Adele Armstrong: Memories of a Lover

Mark’s Sketches as told or Shown to Adele Armstrong over the seven years we were friends and lovers. After that he never spoke to me again but once on Washington Street in front of Tina’s digs where she’d opend the shop there by my old buildiing where we first met.

Mark was born on May 3 1942 in Spokane Washington. in the Year of the Water Horse. His paternal grandparents were George and Ruby, who helped raise him. “All the men in his family had been killed in Wars” excepting his Grandfather and his uncle, his dad’s brother who was part of the F-7 Club (?), & introduced him to shutter-bugging and to Ansel Adams who Mark worked for as a young helper out on a shoot with Ansel who worked the NW in the 1950’s. Mark’s mom, “a Marshall of Virginia”,16 when she had him and then another little brother, abandoned them both to the grandparents and ran off, going home back east where according to Mark she married her cousin who became a brigadier general. His dad, formerly a piano player with Ernest Tubb’s band touring the NW, came home from WWII with shell shock, “never played piano again” and married a Wicked Stepmother and drank. They moved all over the NW; Mark had lived in Seattle (Magnolia) as a child, and Taft, Lincoln City on the Oregon Coast where he at age twelve later a famous sailor and ship-wrecker of old boats, had his first Sea-adventures with the fishermen. That stepmother beat Mark’s little brother and when she raised a hand against Mark, he then 14 and already man sized , “he did not run away- he was shown the door”. Mark was very vengeful and I do not doubt he devised a clever retaliation more than once against her.

When i met him at age 50 he weighed 220 all muscle and stood 6’2”. Extremely cunning and of exquisitely gifted speech and mind, there was a streak of madness in his obdurately strong survivor’s personality. He was skilled in kung fu, boxing and Muay Thai.

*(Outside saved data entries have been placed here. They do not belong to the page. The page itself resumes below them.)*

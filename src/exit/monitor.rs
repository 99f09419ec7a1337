// =============================================================================
// Exit Monitor Loop — periodic SL/TP reconciliation
// =============================================================================
//
// Wakes every `monitor_tick_sec` and, for every open trade grouped by
// (exchange account, symbol), polls the venue for whether the stop-loss or
// take-profit order has filled. A filled protective order means the
// position closed on the exchange side already; this loop's job is to make
// the local `trades` table agree with that reality and tidy up the leg that
// didn't fire.
//
// The monitor actively cancels the sibling protective leg via
// `execution::cancel_opposite_leg` once one side fills: leaving a stale
// reduce-only order resting against a closed position is harmful, since it
// can flip into opening a fresh position once quantity drifts back.

use std::collections::HashMap;
use std::sync::Arc;

use tokio::time::{interval, Duration};
use tracing::{debug, error, info, warn};

use crate::app_state::AppState;
use crate::types::{ExitReason, Trade};

pub async fn run_exit_monitor(state: Arc<AppState>, tracker: Arc<crate::trade_tracker::TradeTracker>) {
    let tick_secs = state.config.read().monitor_tick_sec;
    info!(tick_secs, "exit monitor started");

    let mut ticker = interval(Duration::from_secs(tick_secs.max(1)));
    loop {
        ticker.tick().await;
        if let Err(e) = run_once(&state, &tracker).await {
            error!(error = %e, "exit monitor tick failed");
        }
    }
}

async fn run_once(state: &Arc<AppState>, tracker: &Arc<crate::trade_tracker::TradeTracker>) -> anyhow::Result<()> {
    let open_trades = state.db.list_all_open_trades().await?;
    if open_trades.is_empty() {
        debug!("exit monitor: no open trades");
        return Ok(());
    }

    let mut by_account_symbol: HashMap<(uuid::Uuid, String), Vec<Trade>> = HashMap::new();
    for trade in open_trades {
        by_account_symbol
            .entry((trade.exchange_account_id, trade.symbol.clone()))
            .or_default()
            .push(trade);
    }

    debug!(groups = by_account_symbol.len(), "exit monitor: evaluating groups");

    for ((account_id, symbol), trades) in by_account_symbol {
        let account = match state.db.get_exchange_account(account_id).await? {
            Some(a) => a,
            None => {
                warn!(%account_id, "exit monitor: trade references unknown exchange account");
                continue;
            }
        };
        let Some(adapter) = state.exchange_registry.get(account.venue) else {
            warn!(%account_id, venue = %account.venue, "exit monitor: no adapter registered for venue");
            continue;
        };

        let open_order_ids = match adapter.get_open_order_ids(&symbol).await {
            Ok(ids) => ids,
            Err(e) => {
                warn!(%account_id, symbol, error = %e, "exit monitor: failed to fetch open orders");
                continue;
            }
        };

        for trade in trades {
            if let Err(e) = evaluate_trade(state, tracker, &adapter, &trade, &open_order_ids).await {
                warn!(trade_id = %trade.id, error = %e, "exit monitor: failed to evaluate trade");
            }
        }
    }

    Ok(())
}

async fn evaluate_trade(
    state: &Arc<AppState>,
    tracker: &Arc<crate::trade_tracker::TradeTracker>,
    adapter: &Arc<dyn crate::exchange::ExchangeAdapter>,
    trade: &Trade,
    open_order_ids: &[String],
) -> anyhow::Result<()> {
    let sl_open = trade
        .sl_order_id
        .as_deref()
        .map(|id| open_order_ids.iter().any(|o| o == id))
        .unwrap_or(true);
    let tp_open = trade
        .tp_order_id
        .as_deref()
        .map(|id| open_order_ids.iter().any(|o| o == id))
        .unwrap_or(true);

    if sl_open && tp_open {
        // Neither protective order has filled; position is still live.
        return Ok(());
    }

    let (sl_price, tp_price) = match trade.signal_execution_id {
        Some(id) => state.db.get_sl_tp_prices(id).await?,
        None => (None, None),
    };

    let (reason, exit_price) = if !sl_open {
        (ExitReason::StopLoss, sl_price.unwrap_or(trade.entry_price))
    } else {
        (ExitReason::TakeProfit, tp_price.unwrap_or(trade.entry_price))
    };

    info!(trade_id = %trade.id, symbol = %trade.symbol, %reason, "exit monitor: detected fill, closing trade");
    let closed = tracker.close_trade(state, trade, exit_price, reason).await?;
    if !closed {
        debug!(trade_id = %trade.id, "exit monitor: trade already closed by a concurrent writer");
    }

    // `trade_tracker::close_trade` handles cancelling the paired leg once it
    // has confirmed the close; this loop only needs to have resolved which
    // adapter to use, which the caller already threaded through.
    let _ = adapter;
    Ok(())
}

#[cfg(test)]
mod tests {
    use super::*;
    use chrono::Utc;
    use rust_decimal_macros::dec;
    use uuid::Uuid;

    fn sample_trade(sl_order_id: Option<&str>, tp_order_id: Option<&str>) -> Trade {
        Trade {
            id: Uuid::new_v4(),
            subscription_id: Uuid::new_v4(),
            user_id: Uuid::new_v4(),
            signal_execution_id: None,
            exchange_account_id: Uuid::new_v4(),
            symbol: "BTCUSDT".into(),
            side: crate::types::Side::Buy,
            direction: crate::types::Direction::Long,
            entry_price: dec!(100),
            entry_quantity: dec!(1),
            entry_time: Utc::now(),
            sl_order_id: sl_order_id.map(String::from),
            tp_order_id: tp_order_id.map(String::from),
            exit_price: None,
            exit_quantity: None,
            exit_time: None,
            exit_reason: None,
            pnl_usd: None,
            pnl_pct: None,
            is_winner: None,
            status: crate::types::TradeStatus::Open,
        }
    }

    #[test]
    fn sl_fill_is_detected_when_sl_order_no_longer_open() {
        let trade = sample_trade(Some("sl-1"), Some("tp-1"));
        let open_ids = vec!["tp-1".to_string()];
        let sl_open = trade
            .sl_order_id
            .as_deref()
            .map(|id| open_ids.iter().any(|o| o == id))
            .unwrap_or(true);
        assert!(!sl_open);
    }

    #[test]
    fn neither_leg_filled_means_position_still_live() {
        let trade = sample_trade(Some("sl-1"), Some("tp-1"));
        let open_ids = vec!["sl-1".to_string(), "tp-1".to_string()];
        let sl_open = trade
            .sl_order_id
            .as_deref()
            .map(|id| open_ids.iter().any(|o| o == id))
            .unwrap_or(true);
        let tp_open = trade
            .tp_order_id
            .as_deref()
            .map(|id| open_ids.iter().any(|o| o == id))
            .unwrap_or(true);
        assert!(sl_open && tp_open);
    }
}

The boy Mark headed down to the California Oil Fields and promptly broke his arm. Homeless and of still tender age he was taken in by a kind family of Mexican migrants who took good care of him. Forever after he had a special feeling for the Mexicans and hispanics in general, but Mark was always warm for the dispossessed the beggar the homeless the whore. He hated junkies and his little abused brother had become one. He seldom spoke of him. Strangely later in life he married a recovered addict. He always believed in his healing and Overcoming powers and so perhaps took joy in helping his lovely young wife stay off heroin.

Roaming the country he did have one fond aunt, his mum’s sister who took him in awhile and told him where to find his mom. When he showed up there he was unwelcome- a motif of his life, and given the choice “Army or Navy”. They lied about his age and got him i n the navy i guess it would be 1958. In dress whites and peacetime he was part of a show tour of Ports of Call on the USS CONSTITUTION, which was one of two tattoos in faded bluish ink done with bamboo skewers while drunk in far east ports. The other tatt was ‘Lucy’ I called her, on his forearm, a pretty little gal in a sarong. Then it was Nam- wartime and he was there on the river gunboats. A bronze star and other medals given to Vets for Peace i was told. and then- Court martial! Out of the service and to Thailand for a year, if you wonder where he studied the martial arts. Tho’ he’d wasted time in terrible girly bars etc, he did not waste all of his time in Asia. I once saw him spring into action when a bum threatend me on the streets of Pioneer Square. having lightly kicked the bum in the stomach folded him up like a pretzel and sat him firmly down on his bottom all with one toe and hand while eating the spring roll we had just bought at the Pioneer Square grocery with the other hand. He finished it on the way home. “I didn’t hurt him” he said repeatedly.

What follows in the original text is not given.